What you are asked to do >> Look through the lines below, find those with the word "DateTime", and copy them.

Data for the task >>
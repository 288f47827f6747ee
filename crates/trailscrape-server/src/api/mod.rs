mod lookup;
mod refresh;
mod welcome;

use std::sync::Arc;
use std::time::Duration;

use axum::{
    extract::State,
    http::{header, HeaderName, Method},
    routing::get,
    Extension, Json, Router,
};
use chrono::{DateTime, Utc};
use serde::Serialize;
use tower::{limit::GlobalConcurrencyLimitLayer, ServiceBuilder};
use tower_http::{cors::CorsLayer, timeout::TimeoutLayer, trace::TraceLayer};
use trailscrape_scraper::RefreshOrchestrator;
use trailscrape_store::ProfileStore;

pub use welcome::PortVisibility;

use crate::middleware::{request_id, RequestId, REQUEST_ID_HEADER};

#[derive(Clone)]
pub struct AppState {
    pub store: Arc<ProfileStore>,
    pub orchestrator: Arc<RefreshOrchestrator>,
    pub visibility: Arc<PortVisibility>,
}

/// Transport limits applied to every route.
#[derive(Debug, Clone, Copy)]
pub struct HttpLimits {
    /// Ceiling for producing the response head. A refresh stream that has
    /// already started is not cut off, and the batch behind it keeps running.
    pub request_timeout: Duration,
    pub max_concurrent_requests: usize,
}

impl HttpLimits {
    #[must_use]
    pub fn from_app_config(config: &trailscrape_core::AppConfig) -> Self {
        Self {
            request_timeout: Duration::from_secs(config.request_timeout_secs),
            max_concurrent_requests: config.max_concurrent_requests,
        }
    }
}

#[derive(Debug, Serialize)]
pub struct ApiResponse<T: Serialize> {
    pub data: T,
    pub meta: ResponseMeta,
}

#[derive(Debug, Serialize)]
pub struct ResponseMeta {
    pub request_id: String,
    pub timestamp: DateTime<Utc>,
}

impl ResponseMeta {
    fn new(request_id: String) -> Self {
        Self {
            request_id,
            timestamp: Utc::now(),
        }
    }
}

#[derive(Debug, Serialize, PartialEq, Eq)]
struct HealthData {
    status: &'static str,
    cached_profiles: usize,
    refresh_in_progress: bool,
}

fn build_cors() -> CorsLayer {
    CorsLayer::new()
        .allow_origin(tower_http::cors::Any)
        .allow_methods([Method::GET])
        .allow_headers([header::CONTENT_TYPE, HeaderName::from_static(REQUEST_ID_HEADER)])
        .expose_headers([
            HeaderName::from_static(REQUEST_ID_HEADER),
            HeaderName::from_static(lookup::EXTRACTION_STATUS_HEADER),
        ])
}

/// Builds the router.
///
/// Static routes win over the `/{id}` catch-all, so `/refresh` and `/health`
/// are never treated as profile identifiers.
pub fn build_app(state: AppState, limits: HttpLimits) -> Router {
    Router::new()
        .route("/", get(welcome::welcome))
        .route("/health", get(health))
        .route("/refresh", get(refresh::refresh))
        .route("/get/{id}", get(lookup::lookup))
        .route("/{id}", get(lookup::lookup))
        .layer(
            ServiceBuilder::new()
                .layer(axum::middleware::from_fn(request_id))
                .layer(TraceLayer::new_for_http())
                .layer(build_cors())
                .layer(GlobalConcurrencyLimitLayer::new(
                    limits.max_concurrent_requests,
                ))
                .layer(TimeoutLayer::new(limits.request_timeout)),
        )
        .with_state(state)
}

async fn health(
    State(state): State<AppState>,
    Extension(req_id): Extension<RequestId>,
) -> Json<ApiResponse<HealthData>> {
    Json(ApiResponse {
        data: HealthData {
            status: "ok",
            cached_profiles: state.store.len().await,
            refresh_in_progress: state.orchestrator.is_busy(),
        },
        meta: ResponseMeta::new(req_id.0),
    })
}

#[cfg(test)]
#[path = "api_test.rs"]
mod tests;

Exercise answer >>
use chrono::{DateTime, Utc};
    pub timestamp: DateTime<Utc>,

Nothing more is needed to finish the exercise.